**WHAT YOU HAVE TO DO:**
From the entries that follow, copy every line with the word "codec".

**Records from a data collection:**
----------
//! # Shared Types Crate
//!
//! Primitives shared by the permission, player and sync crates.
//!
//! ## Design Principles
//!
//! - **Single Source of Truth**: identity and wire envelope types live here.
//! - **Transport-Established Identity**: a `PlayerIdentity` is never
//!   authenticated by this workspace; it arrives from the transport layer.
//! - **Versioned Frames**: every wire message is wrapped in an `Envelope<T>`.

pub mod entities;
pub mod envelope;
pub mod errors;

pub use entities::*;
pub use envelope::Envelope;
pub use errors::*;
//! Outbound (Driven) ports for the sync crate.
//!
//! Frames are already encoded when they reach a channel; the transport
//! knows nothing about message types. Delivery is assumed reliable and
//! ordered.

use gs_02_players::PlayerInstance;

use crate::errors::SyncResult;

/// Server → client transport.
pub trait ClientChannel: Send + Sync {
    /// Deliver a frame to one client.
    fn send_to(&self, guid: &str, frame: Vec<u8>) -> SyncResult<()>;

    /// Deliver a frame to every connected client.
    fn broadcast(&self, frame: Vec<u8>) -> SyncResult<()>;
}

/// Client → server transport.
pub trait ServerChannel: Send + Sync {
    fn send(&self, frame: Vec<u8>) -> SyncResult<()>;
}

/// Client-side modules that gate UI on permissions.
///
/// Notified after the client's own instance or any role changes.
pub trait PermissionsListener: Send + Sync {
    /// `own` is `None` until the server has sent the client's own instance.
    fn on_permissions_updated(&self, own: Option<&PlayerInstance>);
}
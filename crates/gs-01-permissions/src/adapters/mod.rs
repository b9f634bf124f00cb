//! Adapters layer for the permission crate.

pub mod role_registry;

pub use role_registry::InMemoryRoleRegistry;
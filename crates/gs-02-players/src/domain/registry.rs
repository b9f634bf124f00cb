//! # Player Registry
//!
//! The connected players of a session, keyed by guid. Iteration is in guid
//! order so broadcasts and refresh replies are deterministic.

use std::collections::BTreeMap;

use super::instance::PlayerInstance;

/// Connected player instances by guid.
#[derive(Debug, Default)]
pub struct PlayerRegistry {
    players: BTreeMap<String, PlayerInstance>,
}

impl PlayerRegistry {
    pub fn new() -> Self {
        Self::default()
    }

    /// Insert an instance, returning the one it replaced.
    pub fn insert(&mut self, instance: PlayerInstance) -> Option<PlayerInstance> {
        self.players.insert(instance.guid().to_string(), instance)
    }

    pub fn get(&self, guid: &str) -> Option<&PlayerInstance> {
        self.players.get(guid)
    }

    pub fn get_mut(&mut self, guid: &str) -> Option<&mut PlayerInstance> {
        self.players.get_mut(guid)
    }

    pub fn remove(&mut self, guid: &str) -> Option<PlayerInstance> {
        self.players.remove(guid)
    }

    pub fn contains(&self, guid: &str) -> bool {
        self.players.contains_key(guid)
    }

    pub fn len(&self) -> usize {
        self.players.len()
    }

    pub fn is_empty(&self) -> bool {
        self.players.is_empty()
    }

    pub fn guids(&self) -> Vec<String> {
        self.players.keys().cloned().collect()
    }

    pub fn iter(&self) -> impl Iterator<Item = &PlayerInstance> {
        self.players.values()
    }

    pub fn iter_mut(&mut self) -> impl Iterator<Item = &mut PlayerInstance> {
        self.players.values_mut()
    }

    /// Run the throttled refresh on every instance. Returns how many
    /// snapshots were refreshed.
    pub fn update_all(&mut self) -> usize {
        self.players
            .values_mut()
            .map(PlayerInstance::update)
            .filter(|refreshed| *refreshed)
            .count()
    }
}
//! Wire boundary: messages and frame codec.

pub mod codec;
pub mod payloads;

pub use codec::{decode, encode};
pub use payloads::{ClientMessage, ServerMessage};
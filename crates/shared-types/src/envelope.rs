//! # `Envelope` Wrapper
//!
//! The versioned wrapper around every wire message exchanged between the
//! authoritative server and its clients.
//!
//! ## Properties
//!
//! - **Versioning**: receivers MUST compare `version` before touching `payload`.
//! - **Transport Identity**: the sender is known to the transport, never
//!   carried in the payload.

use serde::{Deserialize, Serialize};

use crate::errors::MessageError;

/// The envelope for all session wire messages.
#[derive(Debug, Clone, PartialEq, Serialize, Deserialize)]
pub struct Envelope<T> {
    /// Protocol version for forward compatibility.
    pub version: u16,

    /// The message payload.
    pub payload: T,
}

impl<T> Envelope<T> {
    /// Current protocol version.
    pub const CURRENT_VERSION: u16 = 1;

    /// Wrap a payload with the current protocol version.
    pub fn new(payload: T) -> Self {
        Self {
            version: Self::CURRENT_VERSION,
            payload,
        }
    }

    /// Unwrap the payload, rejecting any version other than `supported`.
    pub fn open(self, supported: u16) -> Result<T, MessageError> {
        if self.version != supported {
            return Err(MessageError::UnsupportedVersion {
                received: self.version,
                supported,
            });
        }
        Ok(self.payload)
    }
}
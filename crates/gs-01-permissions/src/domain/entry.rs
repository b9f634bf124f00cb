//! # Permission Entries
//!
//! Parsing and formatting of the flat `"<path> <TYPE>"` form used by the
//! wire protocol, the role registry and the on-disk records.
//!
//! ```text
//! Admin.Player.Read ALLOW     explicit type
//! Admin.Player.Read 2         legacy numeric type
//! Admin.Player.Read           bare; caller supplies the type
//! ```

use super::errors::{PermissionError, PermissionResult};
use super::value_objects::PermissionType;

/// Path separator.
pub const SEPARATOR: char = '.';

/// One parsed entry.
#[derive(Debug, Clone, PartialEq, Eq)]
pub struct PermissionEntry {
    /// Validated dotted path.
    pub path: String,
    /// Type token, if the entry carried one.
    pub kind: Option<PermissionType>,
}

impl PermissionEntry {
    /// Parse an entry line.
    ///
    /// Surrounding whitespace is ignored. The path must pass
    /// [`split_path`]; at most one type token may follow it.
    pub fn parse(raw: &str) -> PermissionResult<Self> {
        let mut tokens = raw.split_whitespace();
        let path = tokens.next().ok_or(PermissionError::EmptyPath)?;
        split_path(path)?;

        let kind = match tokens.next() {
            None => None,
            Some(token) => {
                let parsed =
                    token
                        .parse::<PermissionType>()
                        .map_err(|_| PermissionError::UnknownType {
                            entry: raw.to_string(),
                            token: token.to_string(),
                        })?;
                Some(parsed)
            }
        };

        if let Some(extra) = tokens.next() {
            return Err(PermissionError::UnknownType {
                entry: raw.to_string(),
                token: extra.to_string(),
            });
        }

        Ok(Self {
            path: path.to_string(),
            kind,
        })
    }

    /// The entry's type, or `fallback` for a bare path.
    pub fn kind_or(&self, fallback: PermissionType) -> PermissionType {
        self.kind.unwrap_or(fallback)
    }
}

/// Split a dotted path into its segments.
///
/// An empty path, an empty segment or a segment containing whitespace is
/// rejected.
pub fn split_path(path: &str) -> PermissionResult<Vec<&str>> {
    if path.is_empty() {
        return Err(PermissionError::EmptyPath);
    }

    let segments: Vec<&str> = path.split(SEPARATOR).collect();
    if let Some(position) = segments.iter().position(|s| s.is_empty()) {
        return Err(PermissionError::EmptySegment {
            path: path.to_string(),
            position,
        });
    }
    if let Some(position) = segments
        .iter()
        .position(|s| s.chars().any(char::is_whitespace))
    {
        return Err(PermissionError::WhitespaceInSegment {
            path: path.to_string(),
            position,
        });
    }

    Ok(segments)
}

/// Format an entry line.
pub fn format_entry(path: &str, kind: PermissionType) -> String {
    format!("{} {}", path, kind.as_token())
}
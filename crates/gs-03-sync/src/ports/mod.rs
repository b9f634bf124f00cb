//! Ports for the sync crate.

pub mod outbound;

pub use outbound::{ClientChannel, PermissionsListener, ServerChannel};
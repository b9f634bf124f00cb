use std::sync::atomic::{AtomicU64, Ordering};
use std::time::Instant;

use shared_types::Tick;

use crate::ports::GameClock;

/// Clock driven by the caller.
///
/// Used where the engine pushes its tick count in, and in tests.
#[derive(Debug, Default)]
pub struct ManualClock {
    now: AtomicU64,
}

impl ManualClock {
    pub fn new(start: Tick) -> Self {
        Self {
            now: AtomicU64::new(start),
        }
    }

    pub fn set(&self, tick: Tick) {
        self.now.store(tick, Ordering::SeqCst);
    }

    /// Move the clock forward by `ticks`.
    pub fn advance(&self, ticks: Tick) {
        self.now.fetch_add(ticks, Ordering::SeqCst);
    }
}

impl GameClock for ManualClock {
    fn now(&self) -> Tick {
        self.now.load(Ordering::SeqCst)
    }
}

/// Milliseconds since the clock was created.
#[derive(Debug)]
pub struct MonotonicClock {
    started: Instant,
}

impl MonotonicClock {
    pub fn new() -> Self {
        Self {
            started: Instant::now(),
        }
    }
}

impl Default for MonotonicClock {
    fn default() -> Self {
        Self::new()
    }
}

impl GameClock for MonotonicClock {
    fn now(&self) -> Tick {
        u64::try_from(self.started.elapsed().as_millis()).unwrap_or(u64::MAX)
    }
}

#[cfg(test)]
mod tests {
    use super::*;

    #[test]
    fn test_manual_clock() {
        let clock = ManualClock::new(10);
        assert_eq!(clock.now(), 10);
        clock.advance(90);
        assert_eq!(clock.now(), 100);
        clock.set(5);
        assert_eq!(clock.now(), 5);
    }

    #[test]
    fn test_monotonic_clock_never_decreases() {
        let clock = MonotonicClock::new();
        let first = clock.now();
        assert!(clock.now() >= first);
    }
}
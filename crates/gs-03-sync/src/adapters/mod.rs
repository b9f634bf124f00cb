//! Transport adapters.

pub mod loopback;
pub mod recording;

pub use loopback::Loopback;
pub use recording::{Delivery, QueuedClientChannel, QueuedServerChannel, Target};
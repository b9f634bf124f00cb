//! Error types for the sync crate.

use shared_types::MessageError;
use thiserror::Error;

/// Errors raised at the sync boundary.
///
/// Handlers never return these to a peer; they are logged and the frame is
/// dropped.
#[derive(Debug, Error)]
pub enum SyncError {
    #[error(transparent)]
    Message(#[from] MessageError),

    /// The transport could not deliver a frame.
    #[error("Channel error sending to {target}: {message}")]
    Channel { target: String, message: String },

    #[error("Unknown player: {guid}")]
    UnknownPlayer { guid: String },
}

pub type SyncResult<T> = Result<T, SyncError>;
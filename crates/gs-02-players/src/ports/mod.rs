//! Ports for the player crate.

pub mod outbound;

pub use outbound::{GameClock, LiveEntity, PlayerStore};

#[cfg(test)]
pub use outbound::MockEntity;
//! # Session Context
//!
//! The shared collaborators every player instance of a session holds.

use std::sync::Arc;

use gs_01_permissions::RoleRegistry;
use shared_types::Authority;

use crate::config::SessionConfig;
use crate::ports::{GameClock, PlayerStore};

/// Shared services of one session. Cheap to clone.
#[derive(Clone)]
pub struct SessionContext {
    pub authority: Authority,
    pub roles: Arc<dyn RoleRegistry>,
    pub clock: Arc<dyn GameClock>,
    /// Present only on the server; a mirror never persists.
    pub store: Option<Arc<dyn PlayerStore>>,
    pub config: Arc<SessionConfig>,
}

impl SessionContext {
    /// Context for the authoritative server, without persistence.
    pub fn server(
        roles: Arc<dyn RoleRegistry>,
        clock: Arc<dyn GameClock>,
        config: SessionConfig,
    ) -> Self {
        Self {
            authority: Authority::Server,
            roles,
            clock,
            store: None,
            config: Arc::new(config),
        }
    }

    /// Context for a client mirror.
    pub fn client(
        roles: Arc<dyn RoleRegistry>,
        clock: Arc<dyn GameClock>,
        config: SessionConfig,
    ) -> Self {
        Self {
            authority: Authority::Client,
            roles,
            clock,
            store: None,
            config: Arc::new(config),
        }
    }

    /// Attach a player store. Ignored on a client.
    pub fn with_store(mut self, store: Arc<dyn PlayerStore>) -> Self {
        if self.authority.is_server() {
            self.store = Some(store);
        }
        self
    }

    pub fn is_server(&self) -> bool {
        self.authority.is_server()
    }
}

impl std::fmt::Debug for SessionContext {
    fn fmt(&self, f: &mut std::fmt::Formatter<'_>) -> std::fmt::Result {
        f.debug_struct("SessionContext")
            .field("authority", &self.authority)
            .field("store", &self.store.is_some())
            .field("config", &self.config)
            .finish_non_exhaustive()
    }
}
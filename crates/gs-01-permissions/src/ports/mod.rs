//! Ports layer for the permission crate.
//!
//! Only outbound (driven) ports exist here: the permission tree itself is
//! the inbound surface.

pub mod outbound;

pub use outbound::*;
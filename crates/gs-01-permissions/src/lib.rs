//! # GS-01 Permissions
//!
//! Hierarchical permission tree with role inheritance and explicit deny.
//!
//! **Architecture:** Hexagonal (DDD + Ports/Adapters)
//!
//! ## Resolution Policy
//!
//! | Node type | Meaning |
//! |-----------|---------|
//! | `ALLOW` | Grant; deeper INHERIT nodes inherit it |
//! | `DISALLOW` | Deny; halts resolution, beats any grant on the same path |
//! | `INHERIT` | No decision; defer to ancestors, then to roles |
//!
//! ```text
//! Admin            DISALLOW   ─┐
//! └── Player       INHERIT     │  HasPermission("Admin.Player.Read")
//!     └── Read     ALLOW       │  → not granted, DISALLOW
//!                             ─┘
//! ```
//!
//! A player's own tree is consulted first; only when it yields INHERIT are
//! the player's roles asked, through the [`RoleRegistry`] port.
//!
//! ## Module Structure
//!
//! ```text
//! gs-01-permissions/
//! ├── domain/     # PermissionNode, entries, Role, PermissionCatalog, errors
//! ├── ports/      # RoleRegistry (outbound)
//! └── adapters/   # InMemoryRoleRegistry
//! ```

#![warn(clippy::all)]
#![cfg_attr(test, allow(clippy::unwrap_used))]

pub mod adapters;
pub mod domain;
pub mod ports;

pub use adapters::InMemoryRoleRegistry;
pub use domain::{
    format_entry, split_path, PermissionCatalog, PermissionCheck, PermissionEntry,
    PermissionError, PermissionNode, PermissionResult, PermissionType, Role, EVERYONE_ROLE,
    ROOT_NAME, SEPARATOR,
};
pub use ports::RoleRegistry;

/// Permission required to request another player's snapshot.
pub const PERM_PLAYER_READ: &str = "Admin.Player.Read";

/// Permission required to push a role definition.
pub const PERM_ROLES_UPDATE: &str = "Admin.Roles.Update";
----------
**TASK OUTPUT:**
//! Wire boundary: messages and frame codec.
pub mod codec;
pub use codec::{decode, encode};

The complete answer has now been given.